Proofread Study Interval Nation Door Mansion
Published 2007-01-29
XIS buses have the name of the school, in Chinese, printed in large letters on the sides. On the driver side it’s printed in the usual left-to-right fashion (Chinese is read from left to right, like English):
厦门国际学校
(Xiamen Guoji Xuexiao)
This translates to the school’s English name:
Xiamen International School
On the passenger side, it’s printed in reverse (not mirror image, but with reversed letters), so it reads:
校学际国门厦
(Xiao Xue Ji Guo Men Xia—Chinese text does not use spaces between words)

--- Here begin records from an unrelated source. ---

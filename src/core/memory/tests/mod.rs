// SPDX-License-Identifier: Apache-2.0
// Copyright 2025 itsakeyfut
//
// Licensed under the Apache License, Version 2.0 (the "License");
// you may not use this file except in compliance with the License.
// You may obtain a copy of the License at
//
//     http://www.apache.org/licenses/LICENSE-2.0
//
// Unless required by applicable law or agreed to in writing, software
// distributed under the License is distributed on an "AS IS" BASIS,
// WITHOUT WARRANTIES OR CONDITIONS OF ANY KIND, either express or implied.
// See the License for the specific language governing permissions and
// limitations under the License.

//! Address space tests
//!
//! - Region mapping validation and mirroring
//! - Read/write operations at every width
//! - Open bus behaviour
//! - Device dispatch through the page table
//! - Write-trap dirty tracking and code page generations

mod helpers;
mod regions;
mod tracking;
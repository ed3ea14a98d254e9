// SPDX-License-Identifier: Apache-2.0
// Copyright 2025 itsakeyfut
//
// Licensed under the Apache License, Version 2.0 (the "License");
// you may not use this file except in compliance with the License.
// You may obtain a copy of the License at
//
//     http://www.apache.org/licenses/LICENSE-2.0
//
// Unless required by applicable law or agreed to in writing, software
// distributed under the License is distributed on an "AS IS" BASIS,
// WITHOUT WARRANTIES OR CONDITIONS OF ANY KIND, either express or implied.
// See the License for the specific language governing permissions and
// limitations under the License.

//! Deterministic execution core for a fixed-hardware console virtual machine
//!
//! The crate runs MIPS-I guest code against a configurable memory map and a
//! set of memory-mapped devices. Guest time is counted in CPU cycles and every
//! device reacts to scheduler events, so two runs from the same state produce
//! the same results regardless of the execution strategy.
//!
//! # Example
//!
//! ```
//! use vmcore::core::cpu::encode;
//! use vmcore::core::{Machine, MachineConfig, StopReason};
//!
//! let mut machine = Machine::new(MachineConfig::default()).unwrap();
//! let program = [
//!     encode::addiu(2, 0, 40),
//!     encode::addiu(2, 2, 2),
//!     encode::beq(0, 0, -1),
//!     encode::NOP,
//! ];
//! machine.load_program(0x8000_1000, &program).unwrap();
//! machine.set_entry_point(0x8000_1000);
//!
//! let report = machine.run_until(100).unwrap();
//! assert_eq!(report.reason, StopReason::TargetReached);
//! assert_eq!(machine.cpu().reg(2), 42);
//! ```

pub mod core;
//! Environment handed to electron-builder
//!
//! electron-builder only reads its credentials from fixed environment variable
//! names. The projection collects those variables explicitly; the runner layers
//! them over the inherited environment of each child process.

use serde::Serialize;
use std::collections::BTreeMap;

pub const GH_TOKEN: &str = "GH_TOKEN";
pub const DO_KEY_ID: &str = "DO_KEY_ID";
pub const DO_SECRET_KEY: &str = "DO_SECRET_KEY";
pub const CSC_LINK: &str = "CSC_LINK";
pub const CSC_KEY_PASSWORD: &str = "CSC_KEY_PASSWORD";
pub const APPLEID: &str = "APPLEID";
pub const APPLEIDPASS: &str = "APPLEIDPASS";
pub const WIN_CSC_LINK: &str = "WIN_CSC_LINK";
pub const WIN_CSC_KEY_PASSWORD: &str = "WIN_CSC_KEY_PASSWORD";
pub const ADBLOCK: &str = "ADBLOCK";

const REDACTED: &str = "***";

const NON_SECRET: &[&str] = &[APPLEID, ADBLOCK];

#[derive(Debug, Clone, Default, PartialEq, Eq, Serialize)]
#[serde(transparent)]
pub struct EnvProjection {
    vars: BTreeMap<String, String>,
}

impl EnvProjection {
    pub fn new() -> Self {
        Self::default()
    }

    /// Stores `value` under the uppercased `name` if it is non-empty.
    ///
    /// Returns whether the entry was written. An absent or empty value leaves
    /// any earlier entry in place.
    pub fn set(&mut self, name: &str, value: Option<&str>) -> bool {
        match value {
            Some(value) if !value.is_empty() => {
                self.vars.insert(name.to_uppercase(), value.to_string());
                true
            }
            _ => false,
        }
    }

    pub fn get(&self, name: &str) -> Option<&str> {
        self.vars.get(&name.to_uppercase()).map(String::as_str)
    }

    pub fn contains(&self, name: &str) -> bool {
        self.vars.contains_key(&name.to_uppercase())
    }

    pub fn names(&self) -> impl Iterator<Item = &str> {
        self.vars.keys().map(String::as_str)
    }

    pub fn iter(&self) -> impl Iterator<Item = (&str, &str)> {
        self.vars.iter().map(|(k, v)| (k.as_str(), v.as_str()))
    }

    pub fn len(&self) -> usize {
        self.vars.len()
    }

    pub fn is_empty(&self) -> bool {
        self.vars.is_empty()
    }

    /// Copy with credential values masked, safe to log or print.
    pub fn redacted(&self) -> Self {
        let vars = self
            .vars
            .iter()
            .map(|(k, v)| {
                let value = if is_secret(k) { REDACTED } else { v.as_str() };
                (k.clone(), value.to_string())
            })
            .collect();
        Self { vars }
    }
}

pub fn is_secret(name: &str) -> bool {
    !NON_SECRET.contains(&name)
}
pub mod commands;
pub mod output;

pub use commands::{CliArgs, Commands, OutputFormatArg, PlanArgs, RunArgs};
pub use output::{OutputFormat, OutputFormatter};
//! FileSystem abstraction for testable project inspection

mod mock;
mod real;
mod r#trait;

pub use mock::MockFileSystem;
pub use r#trait::FileSystem;
pub use real::RealFileSystem;
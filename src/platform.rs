//! Host platform detection
//!
//! electron-builder takes one of `--mac`, `--windows` or `--linux`. Any host
//! that is not macOS or Windows builds the Linux targets.

use serde::Serialize;
use std::fmt;

#[derive(Debug, Clone, Copy, PartialEq, Eq, Hash, Serialize)]
#[serde(rename_all = "lowercase")]
pub enum Platform {
    Mac,
    Windows,
    Linux,
}

impl Platform {
    /// Maps an operating system identifier to a platform.
    ///
    /// Accepts both Rust's `std::env::consts::OS` values (`macos`, `windows`)
    /// and Node-style identifiers (`darwin`, `win32`).
    pub fn from_os(os: &str) -> Self {
        match os {
            "macos" | "darwin" => Platform::Mac,
            "windows" | "win32" => Platform::Windows,
            _ => Platform::Linux,
        }
    }

    pub fn current() -> Self {
        Self::from_os(std::env::consts::OS)
    }

    /// The flag name electron-builder expects, without leading dashes.
    pub fn as_flag(&self) -> &'static str {
        match self {
            Platform::Mac => "mac",
            Platform::Windows => "windows",
            Platform::Linux => "linux",
        }
    }
}

impl fmt::Display for Platform {
    fn fmt(&self, f: &mut fmt::Formatter<'_>) -> fmt::Result {
        f.write_str(self.as_flag())
    }
}
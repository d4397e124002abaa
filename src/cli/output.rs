//! Output formatting for release plans
//!
//! Plans are printed as JSON, YAML or human-readable text. Credential values
//! are always masked.

use anyhow::{Context, Result};

use crate::action::ReleasePlan;
use crate::project::NPM_LOCKFILE;

#[derive(Debug, Clone, Copy, PartialEq, Eq)]
pub enum OutputFormat {
    /// JSON format (machine-readable)
    Json,
    /// YAML format
    Yaml,
    /// Human-readable formatted text
    Human,
}

pub struct OutputFormatter {
    format: OutputFormat,
}

impl OutputFormatter {
    pub fn new(format: OutputFormat) -> Self {
        Self { format }
    }

    pub fn format_plan(&self, plan: &ReleasePlan) -> Result<String> {
        match self.format {
            OutputFormat::Json => serde_json::to_string_pretty(plan)
                .context("Failed to serialize release plan to JSON"),
            OutputFormat::Yaml => {
                serde_yaml::to_string(plan).context("Failed to serialize release plan to YAML")
            }
            OutputFormat::Human => Ok(self.format_human(plan)),
        }
    }

    fn format_human(&self, plan: &ReleasePlan) -> String {
        let mut output = String::new();

        output.push_str("Release Plan\n");
        output.push_str(&"\u{2501}".repeat(42));
        output.push_str("\n\n");

        output.push_str(&format!("Platform:         {}\n", plan.platform));
        output.push_str(&format!("Provider:         {}\n", plan.provider));
        output.push_str(&format!(
            "Package root:     {}\n",
            plan.project.root.display()
        ));
        let reason = if plan.project.has_lockfile {
            format!("{} found", NPM_LOCKFILE)
        } else {
            format!("no {}", NPM_LOCKFILE)
        };
        output.push_str(&format!(
            "Package manager:  {} ({})\n\n",
            plan.package_manager, reason
        ));

        output.push_str("Commands:\n");
        output.push_str(&format!("\u{251C}\u{2500} Install: {}\n", plan.install.line));
        output.push_str(&format!("\u{2514}\u{2500} Build:   {}\n\n", plan.build.line));

        output.push_str("Environment:\n");
        let redacted = plan.env.redacted();
        let count = redacted.len();
        for (i, (name, value)) in redacted.iter().enumerate() {
            let connector = if i + 1 == count { "\u{2514}" } else { "\u{251C}" };
            output.push_str(&format!("{}\u{2500} {}={}\n", connector, name, value));
        }

        output
    }
}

Because every character in Chinese has a one-to-one relationship with both a sound and a unit of meaning (although most words are at least two characters long), you can actually “translate” this gibberish as:
Proofread Study Interval Nation Door Mansion
Chinese doesn’t have the same grammatical structures as English, so most adjectives or prepositions can also function as nouns or verbs, and vice versa. Moreover, plurality, tense, and other grammatical elements are not explicit. So this could also read:
Proofread studies between national door mansions
or
Proofreading studious intervals of national door mansions
etc.
...which make more (grammatical) sense
Many buses or other company vehicles that have large lettering are printed like this. I was told that this is because when a mounted warrior with a banner rides into battle, the banner is read from left-to-right from his left side, but “reversed” (actually mirror image) from his right. Also, archaic Chinese was often written left-to-right then right-to-left on alternate lines. So your eye would zigzag across a body of text.
Formal Chinese can also be written from top to bottom, as on a calligraphy scroll or painting.